Wenn Ratingagenturen bestimmte Wertpapiere negativ bewerten, hat das für die Finanzmärkte weitreichende Konsequenzen. Sowohl wegen gesetzlicher Vorgaben als auch wegen eigener Anlageregeln reagieren viele Investoren auf eine Herabstufung mit Kaufzurückhaltung oder dem Verkauf der entsprechenden Papiere. Denn Investoren sind verpflichtet, nach einer Herabstufung mehr Eigenkapital pro Euro Engagement vorzuweisen. Wenn den Investoren neues Eigenkapital zu teuer ist, dann reduzieren sie ihr Engagement. Dadurch fallen die Wertpapierpreise, was schlimmstenfalls die Situation verschärft, da sich die Finanzierungsbedingungen für den Schuldner verschlechtern.

Die Ratingagenturen sitzen dabei in einer Zwickmühle: Wenn sie zu frühzeitig warnen, dann wirft man ihnen vor, dass sie Panik schüren. Wenn sie zu lange warten, dann wirft man ihnen vor, sie würden die schlechte Lage verschärfen. Aus Sicht der Betroffenen gibt es also keinen optimalen Zeitpunkt.

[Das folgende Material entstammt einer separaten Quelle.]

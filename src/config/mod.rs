//! Configuration types for the regularization pipeline.

use serde::{Deserialize, Serialize};
use std::path::{Path, PathBuf};

/// Lattice spacing used when synthesizing the target grid.
#[derive(Debug, Clone, PartialEq, Serialize, Deserialize)]
pub struct GridConfig {
    /// Spacing between rows (along Y)
    #[serde(default = "default_spacing")]
    pub row_spacing: f64,

    /// Spacing between columns (along X)
    #[serde(default = "default_spacing")]
    pub col_spacing: f64,
}

fn default_spacing() -> f64 {
    50.0
}

impl Default for GridConfig {
    fn default() -> Self {
        Self {
            row_spacing: default_spacing(),
            col_spacing: default_spacing(),
        }
    }
}

/// Matcher parameters.
#[derive(Debug, Clone, PartialEq, Serialize, Deserialize)]
pub struct MatchingConfig {
    /// Distance budget for the unique matcher
    #[serde(default = "default_max_distance")]
    pub max_distance: f64,

    /// Warn when an offset match maps a point farther than this
    #[serde(default)]
    pub warn_distance: Option<f64>,

    /// Also write the source -> node assignment here
    #[serde(default)]
    pub assignment_output: Option<PathBuf>,
}

fn default_max_distance() -> f64 {
    30.0
}

impl Default for MatchingConfig {
    fn default() -> Self {
        Self {
            max_distance: default_max_distance(),
            warn_distance: None,
            assignment_output: None,
        }
    }
}

/// Output and reporting parameters.
#[derive(Debug, Clone, PartialEq, Serialize, Deserialize)]
pub struct IoConfig {
    /// Maximum points drawn per series in plots
    #[serde(default = "default_plot_max_points")]
    pub plot_max_points: usize,

    /// Shots with fewer traces than this are listed by `inspect`
    #[serde(default = "default_min_receivers")]
    pub min_receivers_per_shot: usize,
}

fn default_plot_max_points() -> usize {
    1_000_000
}

fn default_min_receivers() -> usize {
    1
}

impl Default for IoConfig {
    fn default() -> Self {
        Self {
            plot_max_points: default_plot_max_points(),
            min_receivers_per_shot: default_min_receivers(),
        }
    }
}

/// Main pipeline configuration combining all sub-configs.
#[derive(Debug, Clone, Default, PartialEq, Serialize, Deserialize)]
pub struct PipelineConfig {
    #[serde(default)]
    pub grid: GridConfig,

    #[serde(default)]
    pub matching: MatchingConfig,

    #[serde(default)]
    pub io: IoConfig,
}

impl PipelineConfig {
    /// Load configuration from a YAML file.
    pub fn from_yaml<P: AsRef<Path>>(path: P) -> Result<Self, Box<dyn std::error::Error>> {
        let content = std::fs::read_to_string(path)?;
        let config: PipelineConfig = serde_yaml::from_str(&content)?;
        Ok(config)
    }

    /// Save configuration to a YAML file.
    pub fn to_yaml<P: AsRef<Path>>(&self, path: P) -> Result<(), Box<dyn std::error::Error>> {
        let content = serde_yaml::to_string(self)?;
        std::fs::write(path, content)?;
        Ok(())
    }
}
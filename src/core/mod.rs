//! Core data types and I/O operations.

pub mod assignment;
pub mod geometry;
pub mod loaders;
pub mod stats;
pub mod writers;

pub use assignment::{Assignment, MatchedPair};
pub use geometry::{BoundingBox, CoordKey, GeometryError, Point, PointSet};
pub use loaders::{LoaderError, PositionKind, TraceGeometry};
pub use stats::DistanceStats;
pub use writers::{write_assignment_csv, write_points_csv, write_traces_csv, WriteError};
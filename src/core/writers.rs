//! CSV writers for points, assignments and rewritten trace geometry.

use std::fs::{self, File};
use std::io::BufWriter;
use std::path::Path;

use thiserror::Error;

use super::assignment::Assignment;
use super::geometry::Point;
use super::loaders::TraceGeometry;

/// Errors that can occur during write operations.
#[derive(Error, Debug)]
pub enum WriteError {
    /// Failed to create parent directories.
    #[error("failed to create parent directories for '{path}': {source}")]
    CreateDirectory {
        path: String,
        #[source]
        source: std::io::Error,
    },

    /// Failed to create or open file for writing.
    #[error("failed to create file '{path}': {source}")]
    CreateFile {
        path: String,
        #[source]
        source: std::io::Error,
    },

    /// Failed to flush data to file.
    #[error("failed to write to file '{path}': {source}")]
    WriteFile {
        path: String,
        #[source]
        source: std::io::Error,
    },

    /// CSV writing error.
    #[error("CSV write error for '{path}': {source}")]
    CsvError {
        path: String,
        #[source]
        source: csv::Error,
    },
}

/// Result type for write operations.
pub type Result<T> = std::result::Result<T, WriteError>;

/// Creates parent directories for a file path if they don't exist.
fn ensure_parent_dirs(path: &Path) -> Result<()> {
    if let Some(parent) = path.parent() {
        if !parent.as_os_str().is_empty() && !parent.exists() {
            fs::create_dir_all(parent).map_err(|e| WriteError::CreateDirectory {
                path: parent.display().to_string(),
                source: e,
            })?;
        }
    }
    Ok(())
}

/// Open a CSV writer at `path`, creating parent directories as needed.
fn create_csv_writer(path: &Path) -> Result<csv::Writer<BufWriter<File>>> {
    ensure_parent_dirs(path)?;
    let file = File::create(path).map_err(|e| WriteError::CreateFile {
        path: path.display().to_string(),
        source: e,
    })?;
    Ok(csv::Writer::from_writer(BufWriter::new(file)))
}

/// Write rows through `csv_writer`, then flush.
fn write_rows<I, R>(
    mut csv_writer: csv::Writer<BufWriter<File>>,
    path: &Path,
    header: &[&str],
    rows: I,
) -> Result<()>
where
    I: IntoIterator<Item = R>,
    R: IntoIterator,
    R::Item: AsRef<[u8]>,
{
    let path_str = path.display().to_string();
    let csv_err = |e| WriteError::CsvError {
        path: path_str.clone(),
        source: e,
    };

    csv_writer.write_record(header).map_err(csv_err)?;
    for row in rows {
        csv_writer.write_record(row).map_err(csv_err)?;
    }

    csv_writer.flush().map_err(|e| WriteError::WriteFile {
        path: path_str.clone(),
        source: e,
    })?;
    Ok(())
}

/// Format a coordinate in the shortest form that parses back to the same
/// value. Integral values carry no fractional part; `-0` is written as `0`.
fn fmt_coord(v: f64) -> String {
    if v == 0.0 {
        "0".to_string()
    } else {
        v.to_string()
    }
}

/// Write points to CSV with an `x,y` header.
///
/// # Example
///
/// ```no_run
/// use survey_regrid::core::geometry::Point;
/// use survey_regrid::core::writers::write_points_csv;
/// use std::path::Path;
///
/// let points = vec![Point::new(1000.0, 2000.0)];
/// write_points_csv(Path::new("grid.csv"), &points).unwrap();
/// ```
pub fn write_points_csv(path: &Path, points: &[Point]) -> Result<()> {
    let writer = create_csv_writer(path)?;
    write_rows(
        writer,
        path,
        &["x", "y"],
        points.iter().map(|p| [fmt_coord(p.x), fmt_coord(p.y)]),
    )
}

/// Write an assignment as `source_x,source_y,target_x,target_y,distance`.
pub fn write_assignment_csv(path: &Path, assignment: &Assignment) -> Result<()> {
    let writer = create_csv_writer(path)?;
    write_rows(
        writer,
        path,
        &["source_x", "source_y", "target_x", "target_y", "distance"],
        assignment.iter().map(|pair| {
            [
                fmt_coord(pair.source.x),
                fmt_coord(pair.source.y),
                fmt_coord(pair.target.x),
                fmt_coord(pair.target.y),
                format!("{:.6}", pair.distance),
            ]
        }),
    )
}

/// Write trace geometry records in the loader's column layout.
pub fn write_traces_csv(path: &Path, traces: &[TraceGeometry]) -> Result<()> {
    let writer = create_csv_writer(path)?;
    write_rows(
        writer,
        path,
        &["trace", "source_x", "source_y", "group_x", "group_y"],
        traces.iter().map(|t| {
            [
                t.trace.to_string(),
                fmt_coord(t.source_x),
                fmt_coord(t.source_y),
                fmt_coord(t.group_x),
                fmt_coord(t.group_y),
            ]
        }),
    )
}

#[cfg(test)]
mod tests {
    use super::*;
    use crate::core::loaders::{load_points_csv, load_traces_csv};
    use tempfile::tempdir;

    #[test]
    fn test_write_points_csv() {
        let dir = tempdir().unwrap();
        let path = dir.path().join("points.csv");
        let points = vec![Point::new(1000.0, 2000.0), Point::new(1050.5, -3.0)];

        write_points_csv(&path, &points).unwrap();

        let content = fs::read_to_string(&path).unwrap();
        let lines: Vec<&str> = content.lines().collect();
        assert_eq!(lines[0], "x,y");
        assert_eq!(lines[1], "1000,2000");
        assert_eq!(lines[2], "1050.5,-3");

        assert_eq!(load_points_csv(&path).unwrap(), points);
    }

    #[test]
    fn test_write_points_csv_keeps_full_precision() {
        let dir = tempdir().unwrap();
        let path = dir.path().join("points.csv");
        let points = vec![
            Point::new(500123.1234567, 4100000.25),
            Point::new(0.1 + 0.2, -0.0),
            Point::new(1.0e-7, 98765.43210987654),
        ];

        write_points_csv(&path, &points).unwrap();

        let content = fs::read_to_string(&path).unwrap();
        assert_eq!(content.lines().nth(1), Some("500123.1234567,4100000.25"));
        assert_eq!(content.lines().nth(2), Some("0.30000000000000004,0"));
        assert_eq!(load_points_csv(&path).unwrap(), points);
    }

    #[test]
    fn test_write_traces_csv_preserves_untouched_fields() {
        let dir = tempdir().unwrap();
        let path = dir.path().join("traces.csv");
        let traces = vec![TraceGeometry {
            trace: 0,
            source_x: 1000.0,
            source_y: 2000.0,
            group_x: 1057.123456789,
            group_y: 1996.987654321,
        }];

        write_traces_csv(&path, &traces).unwrap();
        assert_eq!(load_traces_csv(&path).unwrap(), traces);
    }

    #[test]
    fn test_write_creates_parent_dirs() {
        let dir = tempdir().unwrap();
        let path = dir.path().join("nested").join("deeper").join("points.csv");
        write_points_csv(&path, &[Point::new(0.0, 0.0)]).unwrap();
        assert!(path.exists());
    }

    #[test]
    fn test_write_assignment_csv() {
        let dir = tempdir().unwrap();
        let path = dir.path().join("assignment.csv");
        let mut assignment = Assignment::new();
        assignment.insert(Point::new(1.0, 1.0), Point::new(0.0, 0.0), 2f64.sqrt());

        write_assignment_csv(&path, &assignment).unwrap();

        let content = fs::read_to_string(&path).unwrap();
        let lines: Vec<&str> = content.lines().collect();
        assert_eq!(lines[0], "source_x,source_y,target_x,target_y,distance");
        assert_eq!(lines[1], "1,1,0,0,1.414214");
    }

    #[test]
    fn test_write_traces_csv_reloads() {
        let dir = tempdir().unwrap();
        let path = dir.path().join("traces.csv");
        let traces = vec![TraceGeometry {
            trace: 3,
            source_x: 10.0,
            source_y: 20.0,
            group_x: 30.0,
            group_y: 40.0,
        }];

        write_traces_csv(&path, &traces).unwrap();
        assert_eq!(load_traces_csv(&path).unwrap(), traces);
    }
}
//! Geometry quality checks run before and after regularization.
//!
//! - Spacing report: distinct coordinate values per axis and the steps
//!   between them, to tell whether a position set already sits on a grid
//! - Receivers per shot: trace counts keyed by integer-quantized shot position

use std::collections::HashMap;

use serde::{Deserialize, Serialize};

use crate::core::geometry::{CoordKey, PointSet};
use crate::core::loaders::TraceGeometry;

/// Step statistics along one axis.
#[derive(Debug, Clone, PartialEq, Default, Serialize, Deserialize)]
pub struct AxisSpacing {
    /// Number of distinct coordinate values.
    pub distinct_values: usize,
    pub min_step: f64,
    pub max_step: f64,
    pub mean_step: f64,
    pub std_step: f64,
    /// Distinct step sizes, ascending.
    pub steps: Vec<f64>,
}

impl AxisSpacing {
    fn from_values(mut values: Vec<f64>) -> Self {
        values.sort_by(|a, b| a.total_cmp(b));
        values.dedup();

        let diffs: Vec<f64> = values.windows(2).map(|w| w[1] - w[0]).collect();
        if diffs.is_empty() {
            return Self {
                distinct_values: values.len(),
                ..Self::default()
            };
        }

        let n = diffs.len() as f64;
        let mean = diffs.iter().sum::<f64>() / n;
        let var = diffs.iter().map(|d| (d - mean).powi(2)).sum::<f64>() / n;

        let mut steps = diffs.clone();
        steps.sort_by(|a, b| a.total_cmp(b));
        steps.dedup();

        Self {
            distinct_values: values.len(),
            min_step: steps[0],
            max_step: steps[steps.len() - 1],
            mean_step: mean,
            std_step: var.sqrt(),
            steps,
        }
    }

    /// True if every step along this axis is the same.
    pub fn is_uniform(&self) -> bool {
        self.steps.len() <= 1
    }
}

/// Spacing along both axes of a position set.
#[derive(Debug, Clone, PartialEq, Serialize, Deserialize)]
pub struct SpacingReport {
    pub points: usize,
    pub x: AxisSpacing,
    pub y: AxisSpacing,
}

impl SpacingReport {
    pub fn is_regular(&self) -> bool {
        self.x.is_uniform() && self.y.is_uniform()
    }
}

/// Summarize coordinate spacing of `set`.
pub fn spacing_report(set: &PointSet) -> SpacingReport {
    SpacingReport {
        points: set.len(),
        x: AxisSpacing::from_values(set.iter().map(|p| p.x).collect()),
        y: AxisSpacing::from_values(set.iter().map(|p| p.y).collect()),
    }
}

/// Trace counts per shot.
#[derive(Debug, Clone, Default)]
pub struct ShotFold {
    pub counts: HashMap<CoordKey, usize>,
}

impl ShotFold {
    pub fn shots(&self) -> usize {
        self.counts.len()
    }

    /// `(min, max, mean)` receivers per shot; `None` with no shots.
    pub fn summary(&self) -> Option<(usize, usize, f64)> {
        if self.counts.is_empty() {
            return None;
        }
        let min = *self.counts.values().min()?;
        let max = *self.counts.values().max()?;
        let total: usize = self.counts.values().sum();
        Some((min, max, total as f64 / self.counts.len() as f64))
    }

    /// Shots with fewer than `min_receivers` traces, sorted.
    pub fn sparse_shots(&self, min_receivers: usize) -> Vec<CoordKey> {
        let mut shots: Vec<CoordKey> = self
            .counts
            .iter()
            .filter(|(_, &n)| n < min_receivers)
            .map(|(k, _)| *k)
            .collect();
        shots.sort();
        shots
    }
}

/// Count traces per integer-quantized shot position.
pub fn receivers_per_shot(traces: &[TraceGeometry]) -> ShotFold {
    let mut counts: HashMap<CoordKey, usize> = HashMap::new();
    for t in traces {
        *counts.entry(CoordKey::quantize(&t.source())).or_insert(0) += 1;
    }
    ShotFold { counts }
}
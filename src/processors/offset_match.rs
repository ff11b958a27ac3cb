//! Centroid-alignment matching.
//!
//! The movable point set is translated by the integer offset that best lines
//! its centroid up with the grid's, then every shifted point is snapped to its
//! nearest node. No threshold and no exclusivity: the mapping is total and
//! may be many-to-one. Callers judge the result from [`OffsetMatch::stats`].

use rayon::prelude::*;
use serde::{Deserialize, Serialize};

use crate::core::assignment::Assignment;
use crate::core::geometry::{GeometryError, Point, PointSet, Result};
use crate::core::stats::DistanceStats;

use super::grid::Grid;
use super::spatial_index::SpatialIndex;

/// Integer translation applied to the movable points.
#[derive(Debug, Clone, Copy, PartialEq, Eq, Default, Serialize, Deserialize)]
pub struct Offset {
    pub dx: i64,
    pub dy: i64,
}

impl Offset {
    /// Round `target - from` to the nearest integer per axis, ties to even.
    pub fn between(from: &Point, target: &Point) -> Self {
        Self {
            dx: (target.x - from.x).round_ties_even() as i64,
            dy: (target.y - from.y).round_ties_even() as i64,
        }
    }

    #[inline]
    pub fn apply(&self, p: &Point) -> Point {
        p.translate(self.dx as f64, self.dy as f64)
    }
}

/// Output of [`match_with_offset`].
#[derive(Debug, Clone)]
pub struct OffsetMatch {
    /// Original point -> nearest node after shifting. Total over the input.
    pub assignment: Assignment,
    pub offset: Offset,
    /// Distances between shifted points and their nodes.
    pub stats: DistanceStats,
}

impl OffsetMatch {
    /// Position of `original` after the offset is applied.
    #[inline]
    pub fn shifted(&self, original: &Point) -> Point {
        self.offset.apply(original)
    }

    /// Nodes that received more than one point.
    pub fn multiply_mapped_targets(&self) -> usize {
        self.assignment.multiply_mapped_targets()
    }
}

/// Shift `movable` onto `grid` by centroid alignment and snap to nearest nodes.
///
/// # Errors
///
/// [`GeometryError::EmptyInput`] if `movable` or `grid` is empty.
pub fn match_with_offset(movable: &PointSet, grid: &Grid) -> Result<OffsetMatch> {
    if movable.is_empty() || grid.is_empty() {
        return Err(GeometryError::EmptyInput);
    }

    let source_center = movable.centroid()?;
    let grid_center = grid.centroid();
    let offset = Offset::between(&source_center, &grid_center);
    log::info!(
        "offset match: source centroid {}, grid centroid {}, offset ({}, {})",
        source_center,
        grid_center,
        offset.dx,
        offset.dy
    );

    let index = SpatialIndex::new(grid.nodes().collect());

    // Static index, read-only queries; collect keeps input order.
    let neighbors: Vec<(Point, Point, f64)> = movable
        .points()
        .par_iter()
        .map(|p| {
            let shifted = offset.apply(p);
            index
                .nearest(&shifted)
                .map(|nn| (*p, nn.point, nn.distance))
        })
        .collect::<Result<_>>()?;

    let mut assignment = Assignment::with_capacity(neighbors.len());
    for (source, target, distance) in neighbors {
        assignment.insert(source, target, distance);
    }
    let stats = assignment.stats();

    log::info!(
        "offset match: {} points onto {} distinct nodes, max distance {:.2}, mean {:.2}",
        assignment.len(),
        assignment.distinct_targets(),
        stats.max,
        stats.mean
    );

    Ok(OffsetMatch {
        assignment,
        offset,
        stats,
    })
}

#[cfg(test)]
mod tests {
    use super::*;

    fn grid_5x5() -> Grid {
        Grid::new(Point::new(0.0, 0.0), 10.0, 10.0, 5, 5).unwrap()
    }

    #[test]
    fn test_offset_rounding() {
        let o = Offset::between(&Point::new(0.0, 0.0), &Point::new(2.5, -3.6));
        assert_eq!(o, Offset { dx: 2, dy: -4 });
        let o = Offset::between(&Point::new(0.0, 0.0), &Point::new(3.5, 0.4));
        assert_eq!(o, Offset { dx: 4, dy: 0 });
    }

    #[test]
    fn test_translated_lattice_snaps_back() {
        // The grid shifted by (+103, -47) with small perturbations
        let raw: Vec<(f64, f64)> = grid_5x5()
            .nodes()
            .enumerate()
            .map(|(i, n)| {
                let wobble = if i % 2 == 0 { 1.0 } else { -1.0 };
                (n.x + 103.0 + wobble, n.y - 47.0)
            })
            .collect();
        let movable = PointSet::build(raw).unwrap();
        let result = match_with_offset(&movable, &grid_5x5()).unwrap();

        assert_eq!(result.offset.dx, -103);
        assert_eq!(result.offset.dy, 47);
        assert_eq!(result.assignment.len(), movable.len());
        assert!(result.stats.max <= 1.0 + 1e-9);
        assert_eq!(result.multiply_mapped_targets(), 0);
    }

    #[test]
    fn test_mapping_is_total_and_centroids_align() {
        let movable = PointSet::build(vec![
            (500.0, 500.0),
            (503.0, 501.0),
            (511.0, 499.0),
            (520.0, 530.0),
            (541.0, 512.0),
        ])
        .unwrap();
        let grid = grid_5x5();
        let result = match_with_offset(&movable, &grid).unwrap();

        for p in movable.iter() {
            assert!(result.assignment.contains(p));
        }

        let shifted: Vec<Point> = movable.iter().map(|p| result.shifted(p)).collect();
        let c = crate::core::geometry::centroid(&shifted).unwrap();
        let g = grid.centroid();
        assert!((c.x - g.x).abs() <= 0.5);
        assert!((c.y - g.y).abs() <= 0.5);
    }

    #[test]
    fn test_many_to_one_allowed() {
        let grid = Grid::new(Point::new(0.0, 0.0), 100.0, 100.0, 1, 2).unwrap();
        // Centroid (50, 0) already aligned; three points crowd node (0, 0)
        let movable =
            PointSet::build(vec![(0.0, 0.0), (1.0, 0.0), (2.0, 0.0), (197.0, 0.0)]).unwrap();
        let result = match_with_offset(&movable, &grid).unwrap();

        assert_eq!(result.offset, Offset { dx: 0, dy: 0 });
        assert_eq!(result.assignment.len(), 4);
        assert!(!result.assignment.is_injective());
        assert_eq!(result.multiply_mapped_targets(), 1);
        assert_eq!(
            result.assignment.get(&Point::new(197.0, 0.0)),
            Some(Point::new(100.0, 0.0))
        );
    }

    #[test]
    fn test_no_threshold_applies() {
        let grid = Grid::new(Point::new(0.0, 0.0), 10.0, 10.0, 1, 1).unwrap();
        let movable = PointSet::build(vec![(-500.0, 0.0), (500.0, 0.0)]).unwrap();
        let result = match_with_offset(&movable, &grid).unwrap();
        assert_eq!(result.assignment.len(), 2);
        assert_eq!(result.stats.max, 500.0);
        assert_eq!(result.stats.mean, 500.0);
    }

    #[test]
    fn test_large_shifted_lattice() {
        let grid = Grid::new(Point::new(0.0, 0.0), 10.0, 10.0, 200, 200).unwrap();
        let movable = PointSet::build(grid.nodes().map(|n| (n.x + 57.0, n.y - 31.0))).unwrap();
        let result = match_with_offset(&movable, &grid).unwrap();

        assert_eq!(result.offset, Offset { dx: -57, dy: 31 });
        assert_eq!(result.assignment.len(), grid.len());
        assert_eq!(result.stats.max, 0.0);
        assert!(result.assignment.is_injective());
    }

    #[test]
    fn test_empty_input() {
        assert_eq!(
            match_with_offset(&PointSet::new(), &grid_5x5()).unwrap_err(),
            GeometryError::EmptyInput
        );
    }
}
//! Regular lattice synthesis from an irregular reference point set.
//!
//! The lattice is anchored at the floor of the reference bounding box's lower
//! corner and sized so its node count along each axis matches the rounded
//! extent over spacing. Survey headers store integer coordinates, so the
//! synthesizer refuses to emit a grid with fractional nodes.

use serde::{Deserialize, Serialize};

use crate::core::geometry::{BoundingBox, GeometryError, Point, PointSet, Result};

/// A regular rectangular lattice, generated on demand.
///
/// Node `(r, c)` sits at `(origin.x + c * col_spacing, origin.y + r * row_spacing)`.
/// Nodes enumerate row-major: row outer, column inner.
#[derive(Debug, Clone, Copy, PartialEq, Serialize, Deserialize)]
pub struct Grid {
    origin: Point,
    row_spacing: f64,
    col_spacing: f64,
    rows: usize,
    cols: usize,
}

impl Grid {
    /// Create a lattice.
    ///
    /// # Errors
    ///
    /// - [`GeometryError::InvalidSpacing`] for non-finite or non-positive spacing
    /// - [`GeometryError::InvalidCoordinate`] for a non-finite origin
    /// - [`GeometryError::EmptySet`] if `rows` or `cols` is zero
    pub fn new(
        origin: Point,
        row_spacing: f64,
        col_spacing: f64,
        rows: usize,
        cols: usize,
    ) -> Result<Self> {
        validate_spacing(row_spacing, col_spacing)?;
        if !origin.is_finite() {
            return Err(GeometryError::InvalidCoordinate {
                x: origin.x,
                y: origin.y,
            });
        }
        if rows == 0 || cols == 0 {
            return Err(GeometryError::EmptySet);
        }
        Ok(Self {
            origin,
            row_spacing,
            col_spacing,
            rows,
            cols,
        })
    }

    #[inline]
    pub fn origin(&self) -> Point {
        self.origin
    }

    #[inline]
    pub fn row_spacing(&self) -> f64 {
        self.row_spacing
    }

    #[inline]
    pub fn col_spacing(&self) -> f64 {
        self.col_spacing
    }

    #[inline]
    pub fn rows(&self) -> usize {
        self.rows
    }

    #[inline]
    pub fn cols(&self) -> usize {
        self.cols
    }

    /// Total node count.
    #[inline]
    pub fn len(&self) -> usize {
        self.rows * self.cols
    }

    #[inline]
    pub fn is_empty(&self) -> bool {
        self.len() == 0
    }

    /// Coordinate of node `(row, col)`.
    #[inline]
    pub fn node(&self, row: usize, col: usize) -> Point {
        Point::new(
            self.origin.x + col as f64 * self.col_spacing,
            self.origin.y + row as f64 * self.row_spacing,
        )
    }

    /// All nodes in row-major order.
    pub fn nodes(&self) -> impl Iterator<Item = Point> + '_ {
        (0..self.rows).flat_map(move |r| (0..self.cols).map(move |c| self.node(r, c)))
    }

    /// Row and column of `point` if it is exactly a node of this grid.
    pub fn cell_of(&self, point: &Point) -> Option<(usize, usize)> {
        let c = ((point.x - self.origin.x) / self.col_spacing).round();
        let r = ((point.y - self.origin.y) / self.row_spacing).round();
        if c < 0.0 || r < 0.0 || c >= self.cols as f64 || r >= self.rows as f64 {
            return None;
        }
        let (r, c) = (r as usize, c as usize);
        (self.node(r, c) == *point).then_some((r, c))
    }

    pub fn bounding_box(&self) -> BoundingBox {
        let far = self.node(self.rows - 1, self.cols - 1);
        BoundingBox {
            min_x: self.origin.x,
            max_x: far.x,
            min_y: self.origin.y,
            max_y: far.y,
        }
    }

    /// Mean node position, computed in closed form.
    pub fn centroid(&self) -> Point {
        Point::new(
            self.origin.x + (self.cols - 1) as f64 * self.col_spacing / 2.0,
            self.origin.y + (self.rows - 1) as f64 * self.row_spacing / 2.0,
        )
    }

    /// Materialize the nodes as a deduplicated point set.
    pub fn to_point_set(&self) -> Result<PointSet> {
        PointSet::build(self.nodes())
    }
}

fn validate_spacing(row_spacing: f64, col_spacing: f64) -> Result<()> {
    let ok = |s: f64| s.is_finite() && s > 0.0;
    if ok(row_spacing) && ok(col_spacing) {
        Ok(())
    } else {
        Err(GeometryError::InvalidSpacing {
            row: row_spacing,
            col: col_spacing,
        })
    }
}

/// Build the lattice covering `reference` at the given spacing.
///
/// `cols = round(width / col_spacing) + 1`, `rows = round(height / row_spacing) + 1`,
/// anchored at `(floor(min_x), floor(min_y))`. Half-way extents round to even.
///
/// # Errors
///
/// - [`GeometryError::EmptySet`] if `reference` is empty
/// - [`GeometryError::InvalidSpacing`] for non-positive spacing
/// - [`GeometryError::NonIntegerGrid`] if any generated node is fractional
pub fn synthesize(reference: &PointSet, row_spacing: f64, col_spacing: f64) -> Result<Grid> {
    validate_spacing(row_spacing, col_spacing)?;
    let bbox = reference.bounding_box()?;

    let cols = (bbox.width() / col_spacing).round_ties_even() as usize + 1;
    let rows = (bbox.height() / row_spacing).round_ties_even() as usize + 1;
    let origin = Point::new(bbox.min_x.floor(), bbox.min_y.floor());

    let grid = Grid::new(origin, row_spacing, col_spacing, rows, cols)?;

    // Rows share x values and columns share y values, so checking the first
    // row and column covers every node.
    for c in 0..cols {
        let node = grid.node(0, c);
        if !node.is_integral() {
            return Err(GeometryError::NonIntegerGrid { x: node.x, y: node.y });
        }
    }
    for r in 0..rows {
        let node = grid.node(r, 0);
        if !node.is_integral() {
            return Err(GeometryError::NonIntegerGrid { x: node.x, y: node.y });
        }
    }

    log::info!(
        "synthesized {}x{} grid ({} nodes) at origin {} with spacing row={} col={}",
        rows,
        cols,
        grid.len(),
        origin,
        row_spacing,
        col_spacing
    );
    log::debug!(
        "reference extent x=[{}, {}] y=[{}, {}]",
        bbox.min_x,
        bbox.max_x,
        bbox.min_y,
        bbox.max_y
    );

    Ok(grid)
}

Das eigentliche Problem liegt jedoch nicht bei den Ratingagenturen – jedenfalls nicht in der aktuellen Krise. Vielmehr hat sich der Finanzmarkt immer noch nicht vom letzten Schock erholt. Den Finanzinstituten fehlt das nötige Eigenkapital, um Wertberichtigungen leichter zu verkraften. Als wenig hilfreich erweist sich auch das Festhalten an gesetzlichen Automatismen wie etwa der Regel, dass nach einer Herabstufung mehr Eigenkapital eingebracht werden muss.